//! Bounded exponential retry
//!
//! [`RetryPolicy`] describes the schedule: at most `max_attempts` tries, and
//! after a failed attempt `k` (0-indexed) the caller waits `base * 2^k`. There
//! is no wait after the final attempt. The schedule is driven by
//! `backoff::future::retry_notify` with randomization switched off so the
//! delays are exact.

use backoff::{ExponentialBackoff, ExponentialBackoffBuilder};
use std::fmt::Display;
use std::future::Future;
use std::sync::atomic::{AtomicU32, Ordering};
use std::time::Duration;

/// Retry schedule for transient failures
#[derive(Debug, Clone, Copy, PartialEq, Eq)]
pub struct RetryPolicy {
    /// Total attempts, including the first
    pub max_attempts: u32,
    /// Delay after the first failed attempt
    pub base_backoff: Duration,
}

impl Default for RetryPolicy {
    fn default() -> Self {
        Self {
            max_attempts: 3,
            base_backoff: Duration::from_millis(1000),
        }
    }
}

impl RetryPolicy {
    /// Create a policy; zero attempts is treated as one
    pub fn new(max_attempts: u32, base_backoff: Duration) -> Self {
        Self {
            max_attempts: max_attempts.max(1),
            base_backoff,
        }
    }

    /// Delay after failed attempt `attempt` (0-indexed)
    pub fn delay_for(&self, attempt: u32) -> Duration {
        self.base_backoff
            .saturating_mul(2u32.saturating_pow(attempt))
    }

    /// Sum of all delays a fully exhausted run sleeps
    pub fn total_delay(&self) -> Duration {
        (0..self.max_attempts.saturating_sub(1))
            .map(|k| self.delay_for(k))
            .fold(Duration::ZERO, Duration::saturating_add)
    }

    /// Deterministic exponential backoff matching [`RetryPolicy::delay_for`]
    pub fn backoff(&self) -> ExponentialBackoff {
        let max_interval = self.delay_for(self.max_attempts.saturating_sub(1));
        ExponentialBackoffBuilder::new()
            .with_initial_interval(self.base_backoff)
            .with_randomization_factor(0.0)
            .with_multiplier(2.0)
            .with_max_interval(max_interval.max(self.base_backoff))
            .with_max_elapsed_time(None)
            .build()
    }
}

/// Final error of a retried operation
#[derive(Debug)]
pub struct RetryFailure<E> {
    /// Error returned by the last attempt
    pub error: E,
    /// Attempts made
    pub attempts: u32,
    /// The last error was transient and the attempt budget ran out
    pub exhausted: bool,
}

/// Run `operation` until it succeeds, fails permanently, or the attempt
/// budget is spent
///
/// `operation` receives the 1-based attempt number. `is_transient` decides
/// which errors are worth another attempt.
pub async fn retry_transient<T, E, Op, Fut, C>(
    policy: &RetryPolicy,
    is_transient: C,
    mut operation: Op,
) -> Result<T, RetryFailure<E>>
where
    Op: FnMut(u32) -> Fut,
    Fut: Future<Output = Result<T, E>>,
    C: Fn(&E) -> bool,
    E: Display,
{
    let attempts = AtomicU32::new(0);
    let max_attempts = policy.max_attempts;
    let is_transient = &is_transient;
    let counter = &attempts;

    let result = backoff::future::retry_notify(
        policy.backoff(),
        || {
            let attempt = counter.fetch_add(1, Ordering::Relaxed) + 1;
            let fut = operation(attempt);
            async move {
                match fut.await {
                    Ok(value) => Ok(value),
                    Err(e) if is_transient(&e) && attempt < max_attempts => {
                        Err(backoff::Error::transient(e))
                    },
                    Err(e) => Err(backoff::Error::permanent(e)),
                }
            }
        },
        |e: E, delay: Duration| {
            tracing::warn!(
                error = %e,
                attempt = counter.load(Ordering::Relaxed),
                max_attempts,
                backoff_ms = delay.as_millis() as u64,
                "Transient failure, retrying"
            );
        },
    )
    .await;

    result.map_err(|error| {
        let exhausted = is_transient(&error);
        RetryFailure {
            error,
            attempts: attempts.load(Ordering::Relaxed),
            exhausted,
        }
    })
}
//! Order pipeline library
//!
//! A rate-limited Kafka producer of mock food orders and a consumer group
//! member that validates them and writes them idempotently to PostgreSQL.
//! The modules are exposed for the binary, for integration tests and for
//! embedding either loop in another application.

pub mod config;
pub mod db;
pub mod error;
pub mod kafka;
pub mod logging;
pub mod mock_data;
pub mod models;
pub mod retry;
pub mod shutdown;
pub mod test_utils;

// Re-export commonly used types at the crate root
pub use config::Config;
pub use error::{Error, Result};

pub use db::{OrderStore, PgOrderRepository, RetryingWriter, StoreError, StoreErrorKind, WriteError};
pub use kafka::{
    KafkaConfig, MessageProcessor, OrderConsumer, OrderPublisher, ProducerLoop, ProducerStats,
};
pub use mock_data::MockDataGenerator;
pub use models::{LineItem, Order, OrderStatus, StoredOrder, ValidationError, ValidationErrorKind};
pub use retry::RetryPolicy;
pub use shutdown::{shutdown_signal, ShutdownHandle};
--
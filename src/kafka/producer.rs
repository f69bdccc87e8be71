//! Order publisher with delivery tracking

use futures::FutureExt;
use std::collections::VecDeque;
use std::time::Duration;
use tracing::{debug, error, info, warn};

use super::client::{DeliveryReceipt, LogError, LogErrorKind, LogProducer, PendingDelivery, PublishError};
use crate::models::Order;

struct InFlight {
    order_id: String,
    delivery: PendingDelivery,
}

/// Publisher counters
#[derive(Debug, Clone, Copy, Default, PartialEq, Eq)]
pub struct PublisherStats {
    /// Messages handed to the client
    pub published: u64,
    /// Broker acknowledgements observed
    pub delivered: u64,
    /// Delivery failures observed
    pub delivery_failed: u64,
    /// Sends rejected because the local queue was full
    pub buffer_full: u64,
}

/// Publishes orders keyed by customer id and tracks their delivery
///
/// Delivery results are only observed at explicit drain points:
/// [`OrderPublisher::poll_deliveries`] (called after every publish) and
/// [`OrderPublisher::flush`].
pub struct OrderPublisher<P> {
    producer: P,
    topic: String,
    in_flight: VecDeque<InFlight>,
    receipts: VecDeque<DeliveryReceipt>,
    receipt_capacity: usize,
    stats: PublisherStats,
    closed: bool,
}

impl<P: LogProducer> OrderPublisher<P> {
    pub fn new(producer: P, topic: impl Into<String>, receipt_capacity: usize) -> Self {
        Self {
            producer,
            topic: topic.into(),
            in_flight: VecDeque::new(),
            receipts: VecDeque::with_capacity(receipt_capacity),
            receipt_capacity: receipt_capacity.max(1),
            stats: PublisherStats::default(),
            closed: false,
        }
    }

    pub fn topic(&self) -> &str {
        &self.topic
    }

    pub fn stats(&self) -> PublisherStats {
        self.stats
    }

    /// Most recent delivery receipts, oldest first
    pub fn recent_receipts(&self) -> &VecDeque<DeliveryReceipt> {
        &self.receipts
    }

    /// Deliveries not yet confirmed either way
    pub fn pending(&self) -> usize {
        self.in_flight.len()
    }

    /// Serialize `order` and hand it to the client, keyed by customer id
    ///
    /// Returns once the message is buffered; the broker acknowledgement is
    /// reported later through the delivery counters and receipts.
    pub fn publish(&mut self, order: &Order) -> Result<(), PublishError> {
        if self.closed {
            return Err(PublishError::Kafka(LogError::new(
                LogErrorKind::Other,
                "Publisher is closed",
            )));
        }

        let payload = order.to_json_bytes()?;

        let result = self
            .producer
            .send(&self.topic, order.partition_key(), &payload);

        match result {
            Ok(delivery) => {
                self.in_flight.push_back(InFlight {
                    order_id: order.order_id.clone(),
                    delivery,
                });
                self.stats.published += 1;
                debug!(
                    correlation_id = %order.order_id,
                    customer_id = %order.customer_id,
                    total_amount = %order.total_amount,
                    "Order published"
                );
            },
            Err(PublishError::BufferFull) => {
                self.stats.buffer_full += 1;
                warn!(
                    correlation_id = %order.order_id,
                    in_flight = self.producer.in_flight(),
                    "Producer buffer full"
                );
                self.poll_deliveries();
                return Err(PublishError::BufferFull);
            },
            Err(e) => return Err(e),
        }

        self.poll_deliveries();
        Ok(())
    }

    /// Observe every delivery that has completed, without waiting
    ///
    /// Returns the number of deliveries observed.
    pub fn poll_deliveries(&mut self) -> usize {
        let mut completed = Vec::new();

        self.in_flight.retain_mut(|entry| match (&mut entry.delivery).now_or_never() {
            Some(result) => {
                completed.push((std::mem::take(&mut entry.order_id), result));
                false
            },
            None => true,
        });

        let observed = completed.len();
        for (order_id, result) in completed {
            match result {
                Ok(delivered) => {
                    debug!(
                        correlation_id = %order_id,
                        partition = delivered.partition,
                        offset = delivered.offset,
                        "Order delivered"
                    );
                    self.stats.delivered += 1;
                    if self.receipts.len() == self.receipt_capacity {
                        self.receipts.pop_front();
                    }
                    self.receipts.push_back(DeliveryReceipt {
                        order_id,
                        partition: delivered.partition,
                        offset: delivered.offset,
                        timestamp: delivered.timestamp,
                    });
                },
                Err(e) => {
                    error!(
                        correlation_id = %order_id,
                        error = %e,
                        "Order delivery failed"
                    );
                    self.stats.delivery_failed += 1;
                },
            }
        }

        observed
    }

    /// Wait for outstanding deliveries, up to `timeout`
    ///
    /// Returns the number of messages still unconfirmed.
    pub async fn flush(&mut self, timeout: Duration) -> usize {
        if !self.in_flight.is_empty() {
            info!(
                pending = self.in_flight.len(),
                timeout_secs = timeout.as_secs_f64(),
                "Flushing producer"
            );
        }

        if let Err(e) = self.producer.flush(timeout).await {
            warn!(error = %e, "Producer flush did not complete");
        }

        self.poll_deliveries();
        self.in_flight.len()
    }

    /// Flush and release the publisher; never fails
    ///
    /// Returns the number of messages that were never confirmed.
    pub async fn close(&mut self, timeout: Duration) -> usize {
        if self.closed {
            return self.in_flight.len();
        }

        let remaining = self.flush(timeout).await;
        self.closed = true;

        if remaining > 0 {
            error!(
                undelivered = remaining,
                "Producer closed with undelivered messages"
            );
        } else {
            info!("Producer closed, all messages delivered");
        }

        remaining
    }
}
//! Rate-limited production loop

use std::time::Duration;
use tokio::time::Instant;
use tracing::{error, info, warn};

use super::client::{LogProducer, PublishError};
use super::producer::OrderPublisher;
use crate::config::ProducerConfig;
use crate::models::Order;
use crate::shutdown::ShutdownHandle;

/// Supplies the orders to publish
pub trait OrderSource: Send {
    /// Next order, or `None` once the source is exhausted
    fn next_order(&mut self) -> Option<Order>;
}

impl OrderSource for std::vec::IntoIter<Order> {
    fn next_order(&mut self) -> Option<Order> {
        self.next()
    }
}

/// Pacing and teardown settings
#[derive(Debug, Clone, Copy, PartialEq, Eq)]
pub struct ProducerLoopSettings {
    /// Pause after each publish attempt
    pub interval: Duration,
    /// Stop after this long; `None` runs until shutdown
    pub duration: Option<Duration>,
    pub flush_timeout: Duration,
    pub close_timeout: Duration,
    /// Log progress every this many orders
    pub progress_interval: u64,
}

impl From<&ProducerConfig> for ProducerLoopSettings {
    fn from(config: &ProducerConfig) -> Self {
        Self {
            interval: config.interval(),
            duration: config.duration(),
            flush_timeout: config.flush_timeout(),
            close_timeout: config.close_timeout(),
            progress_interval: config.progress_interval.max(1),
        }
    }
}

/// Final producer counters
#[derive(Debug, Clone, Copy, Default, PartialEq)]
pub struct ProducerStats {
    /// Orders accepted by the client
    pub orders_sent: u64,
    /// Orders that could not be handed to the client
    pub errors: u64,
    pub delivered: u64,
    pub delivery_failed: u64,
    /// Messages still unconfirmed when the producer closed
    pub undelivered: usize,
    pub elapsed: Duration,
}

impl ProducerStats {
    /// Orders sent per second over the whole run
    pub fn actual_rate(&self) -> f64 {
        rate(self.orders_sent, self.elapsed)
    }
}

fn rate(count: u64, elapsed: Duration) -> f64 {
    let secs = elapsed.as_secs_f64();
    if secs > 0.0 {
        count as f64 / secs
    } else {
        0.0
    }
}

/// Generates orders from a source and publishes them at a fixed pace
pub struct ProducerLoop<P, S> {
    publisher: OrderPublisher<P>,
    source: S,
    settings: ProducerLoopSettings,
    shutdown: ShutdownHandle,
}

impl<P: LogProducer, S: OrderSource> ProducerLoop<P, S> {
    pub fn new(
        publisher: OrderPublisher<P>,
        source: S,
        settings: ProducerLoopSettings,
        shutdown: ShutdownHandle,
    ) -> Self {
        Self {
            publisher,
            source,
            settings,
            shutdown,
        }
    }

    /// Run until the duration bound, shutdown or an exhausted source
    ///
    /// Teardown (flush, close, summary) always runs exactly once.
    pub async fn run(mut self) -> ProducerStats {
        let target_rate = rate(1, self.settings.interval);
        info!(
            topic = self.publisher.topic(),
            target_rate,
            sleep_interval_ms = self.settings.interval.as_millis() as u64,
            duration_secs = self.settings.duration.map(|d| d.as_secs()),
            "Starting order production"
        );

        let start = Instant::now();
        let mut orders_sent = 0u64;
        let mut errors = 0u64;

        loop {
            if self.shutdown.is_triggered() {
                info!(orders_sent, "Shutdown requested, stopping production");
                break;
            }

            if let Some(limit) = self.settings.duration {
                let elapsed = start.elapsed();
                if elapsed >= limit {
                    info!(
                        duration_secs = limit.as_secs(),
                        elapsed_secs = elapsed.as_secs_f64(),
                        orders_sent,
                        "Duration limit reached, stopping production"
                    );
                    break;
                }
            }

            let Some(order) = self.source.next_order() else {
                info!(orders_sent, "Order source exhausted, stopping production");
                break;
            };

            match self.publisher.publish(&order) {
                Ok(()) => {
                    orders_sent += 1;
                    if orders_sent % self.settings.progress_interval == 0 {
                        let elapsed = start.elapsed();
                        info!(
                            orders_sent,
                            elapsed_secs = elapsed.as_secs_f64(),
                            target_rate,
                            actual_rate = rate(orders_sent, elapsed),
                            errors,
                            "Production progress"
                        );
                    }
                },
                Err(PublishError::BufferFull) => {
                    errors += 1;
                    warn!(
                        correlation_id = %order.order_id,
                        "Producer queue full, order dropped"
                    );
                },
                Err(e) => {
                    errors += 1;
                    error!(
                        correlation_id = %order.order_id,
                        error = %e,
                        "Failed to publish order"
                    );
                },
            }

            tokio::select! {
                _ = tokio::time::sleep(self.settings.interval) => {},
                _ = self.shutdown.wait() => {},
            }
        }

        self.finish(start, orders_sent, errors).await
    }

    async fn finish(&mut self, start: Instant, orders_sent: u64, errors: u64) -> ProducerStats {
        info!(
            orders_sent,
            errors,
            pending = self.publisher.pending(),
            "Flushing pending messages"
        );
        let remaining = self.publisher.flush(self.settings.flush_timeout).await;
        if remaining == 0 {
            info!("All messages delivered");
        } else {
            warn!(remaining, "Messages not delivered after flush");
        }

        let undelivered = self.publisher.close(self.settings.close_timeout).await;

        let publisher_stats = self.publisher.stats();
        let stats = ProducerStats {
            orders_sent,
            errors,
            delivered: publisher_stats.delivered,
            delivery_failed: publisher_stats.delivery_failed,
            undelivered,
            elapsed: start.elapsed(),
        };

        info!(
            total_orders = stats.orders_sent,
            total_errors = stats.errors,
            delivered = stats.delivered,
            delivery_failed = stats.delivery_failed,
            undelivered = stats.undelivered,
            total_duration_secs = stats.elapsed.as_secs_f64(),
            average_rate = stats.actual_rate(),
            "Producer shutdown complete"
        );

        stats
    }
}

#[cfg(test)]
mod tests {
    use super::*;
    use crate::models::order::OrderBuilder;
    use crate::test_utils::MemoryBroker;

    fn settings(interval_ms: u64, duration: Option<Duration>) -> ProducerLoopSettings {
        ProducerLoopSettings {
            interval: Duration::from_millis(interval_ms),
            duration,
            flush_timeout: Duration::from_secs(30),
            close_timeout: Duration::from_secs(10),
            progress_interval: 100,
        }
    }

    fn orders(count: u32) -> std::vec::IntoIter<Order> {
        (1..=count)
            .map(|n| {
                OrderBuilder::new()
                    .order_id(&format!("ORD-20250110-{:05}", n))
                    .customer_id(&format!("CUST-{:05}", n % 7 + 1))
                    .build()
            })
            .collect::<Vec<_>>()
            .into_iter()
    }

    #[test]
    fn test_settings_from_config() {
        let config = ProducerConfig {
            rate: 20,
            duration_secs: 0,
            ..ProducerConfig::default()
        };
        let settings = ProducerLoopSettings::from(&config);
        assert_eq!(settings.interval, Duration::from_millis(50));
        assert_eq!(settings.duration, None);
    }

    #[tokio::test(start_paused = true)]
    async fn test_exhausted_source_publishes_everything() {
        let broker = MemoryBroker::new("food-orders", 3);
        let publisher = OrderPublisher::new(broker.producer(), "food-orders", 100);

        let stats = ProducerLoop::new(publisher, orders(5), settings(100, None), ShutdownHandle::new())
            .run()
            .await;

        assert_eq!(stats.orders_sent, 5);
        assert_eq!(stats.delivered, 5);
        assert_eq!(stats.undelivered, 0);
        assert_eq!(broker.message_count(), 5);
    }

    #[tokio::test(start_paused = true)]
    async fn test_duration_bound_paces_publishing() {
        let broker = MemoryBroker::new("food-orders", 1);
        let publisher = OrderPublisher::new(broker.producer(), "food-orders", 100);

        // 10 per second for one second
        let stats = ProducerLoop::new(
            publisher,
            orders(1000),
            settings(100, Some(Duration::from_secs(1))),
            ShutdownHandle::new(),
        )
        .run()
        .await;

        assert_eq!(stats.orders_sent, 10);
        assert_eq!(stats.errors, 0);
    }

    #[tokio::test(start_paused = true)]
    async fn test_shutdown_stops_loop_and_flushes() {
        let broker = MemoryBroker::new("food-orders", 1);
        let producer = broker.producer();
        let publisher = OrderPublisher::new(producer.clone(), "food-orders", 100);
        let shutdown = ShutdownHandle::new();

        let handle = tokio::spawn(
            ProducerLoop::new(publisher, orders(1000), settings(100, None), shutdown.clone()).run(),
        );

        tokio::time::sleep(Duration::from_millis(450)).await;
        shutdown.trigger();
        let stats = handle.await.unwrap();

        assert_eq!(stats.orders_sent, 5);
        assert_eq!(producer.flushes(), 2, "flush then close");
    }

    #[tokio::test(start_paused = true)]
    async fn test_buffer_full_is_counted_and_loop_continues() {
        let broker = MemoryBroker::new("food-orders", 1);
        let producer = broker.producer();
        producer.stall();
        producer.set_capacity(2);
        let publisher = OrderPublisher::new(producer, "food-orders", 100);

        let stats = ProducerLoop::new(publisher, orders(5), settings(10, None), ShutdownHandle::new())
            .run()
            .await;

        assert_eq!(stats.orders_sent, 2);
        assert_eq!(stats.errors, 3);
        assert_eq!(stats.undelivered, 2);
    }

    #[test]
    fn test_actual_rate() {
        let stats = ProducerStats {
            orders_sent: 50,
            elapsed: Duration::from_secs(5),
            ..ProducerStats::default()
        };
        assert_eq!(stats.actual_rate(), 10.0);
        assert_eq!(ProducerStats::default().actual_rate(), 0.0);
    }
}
--
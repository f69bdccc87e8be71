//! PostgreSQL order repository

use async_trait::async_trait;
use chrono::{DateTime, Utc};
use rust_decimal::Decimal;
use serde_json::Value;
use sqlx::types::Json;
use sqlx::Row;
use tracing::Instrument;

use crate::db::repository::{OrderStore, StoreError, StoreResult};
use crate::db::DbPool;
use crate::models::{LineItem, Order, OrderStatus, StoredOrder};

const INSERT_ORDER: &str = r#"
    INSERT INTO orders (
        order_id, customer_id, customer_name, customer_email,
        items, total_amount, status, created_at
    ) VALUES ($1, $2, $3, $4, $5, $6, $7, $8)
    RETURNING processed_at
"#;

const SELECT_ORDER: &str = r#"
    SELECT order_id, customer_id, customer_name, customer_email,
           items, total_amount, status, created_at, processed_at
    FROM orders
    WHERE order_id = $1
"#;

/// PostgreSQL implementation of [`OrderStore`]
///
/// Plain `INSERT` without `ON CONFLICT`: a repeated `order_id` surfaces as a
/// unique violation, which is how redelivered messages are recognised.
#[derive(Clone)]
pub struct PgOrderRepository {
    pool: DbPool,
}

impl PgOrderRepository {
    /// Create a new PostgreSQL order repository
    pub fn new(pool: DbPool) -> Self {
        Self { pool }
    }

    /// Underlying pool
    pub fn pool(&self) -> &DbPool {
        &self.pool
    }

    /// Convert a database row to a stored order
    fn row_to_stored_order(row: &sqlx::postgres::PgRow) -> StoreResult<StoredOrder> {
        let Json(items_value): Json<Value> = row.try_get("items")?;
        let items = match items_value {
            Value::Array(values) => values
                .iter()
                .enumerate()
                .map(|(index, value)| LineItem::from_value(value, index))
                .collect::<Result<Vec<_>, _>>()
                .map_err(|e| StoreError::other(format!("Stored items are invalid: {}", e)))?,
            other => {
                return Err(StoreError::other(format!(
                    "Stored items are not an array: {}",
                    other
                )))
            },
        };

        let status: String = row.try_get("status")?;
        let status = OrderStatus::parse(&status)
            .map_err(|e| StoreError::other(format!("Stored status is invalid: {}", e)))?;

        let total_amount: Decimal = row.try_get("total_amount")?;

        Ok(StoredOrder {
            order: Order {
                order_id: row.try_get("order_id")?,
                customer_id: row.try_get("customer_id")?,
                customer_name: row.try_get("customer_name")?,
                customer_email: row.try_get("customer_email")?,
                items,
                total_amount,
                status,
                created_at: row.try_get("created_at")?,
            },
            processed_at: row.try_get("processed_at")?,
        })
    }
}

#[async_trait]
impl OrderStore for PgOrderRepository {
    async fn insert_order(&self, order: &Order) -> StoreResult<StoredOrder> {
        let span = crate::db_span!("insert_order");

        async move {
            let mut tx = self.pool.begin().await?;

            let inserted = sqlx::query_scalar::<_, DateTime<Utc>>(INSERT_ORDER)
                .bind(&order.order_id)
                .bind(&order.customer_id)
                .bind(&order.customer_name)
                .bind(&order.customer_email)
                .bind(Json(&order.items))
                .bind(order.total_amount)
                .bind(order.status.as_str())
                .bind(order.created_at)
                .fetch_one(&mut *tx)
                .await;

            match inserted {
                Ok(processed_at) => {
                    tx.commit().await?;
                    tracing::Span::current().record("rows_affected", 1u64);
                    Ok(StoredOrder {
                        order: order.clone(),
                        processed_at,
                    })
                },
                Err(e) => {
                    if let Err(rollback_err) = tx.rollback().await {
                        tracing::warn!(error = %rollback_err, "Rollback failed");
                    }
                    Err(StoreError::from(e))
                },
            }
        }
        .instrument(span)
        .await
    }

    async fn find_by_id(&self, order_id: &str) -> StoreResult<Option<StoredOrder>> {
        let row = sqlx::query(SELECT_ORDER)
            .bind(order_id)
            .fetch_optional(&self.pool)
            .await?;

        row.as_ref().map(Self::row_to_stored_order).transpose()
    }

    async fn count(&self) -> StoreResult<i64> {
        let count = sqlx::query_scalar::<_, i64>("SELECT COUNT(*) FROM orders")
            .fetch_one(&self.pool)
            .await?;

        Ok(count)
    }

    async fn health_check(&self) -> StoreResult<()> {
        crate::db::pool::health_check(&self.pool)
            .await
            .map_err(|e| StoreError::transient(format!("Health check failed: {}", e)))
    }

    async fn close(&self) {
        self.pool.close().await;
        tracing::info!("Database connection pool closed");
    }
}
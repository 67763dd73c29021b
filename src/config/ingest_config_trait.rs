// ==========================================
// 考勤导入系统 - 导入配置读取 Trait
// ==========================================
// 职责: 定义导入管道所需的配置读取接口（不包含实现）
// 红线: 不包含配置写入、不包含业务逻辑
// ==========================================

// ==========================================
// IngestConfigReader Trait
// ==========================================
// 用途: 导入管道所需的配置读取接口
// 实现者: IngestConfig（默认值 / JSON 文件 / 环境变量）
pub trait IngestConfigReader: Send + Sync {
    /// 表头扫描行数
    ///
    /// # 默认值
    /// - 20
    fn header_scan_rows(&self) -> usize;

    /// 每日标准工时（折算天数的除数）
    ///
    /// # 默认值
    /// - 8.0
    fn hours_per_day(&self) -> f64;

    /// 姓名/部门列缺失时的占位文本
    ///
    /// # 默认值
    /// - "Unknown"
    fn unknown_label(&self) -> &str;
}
--
Task goal: Show every line above where "Instant" is found.

Your response:
use tokio::time::Instant;
        let start = Instant::now();
    async fn finish(&mut self, start: Instant, orders_sent: u64, errors: u64) -> ProducerStats {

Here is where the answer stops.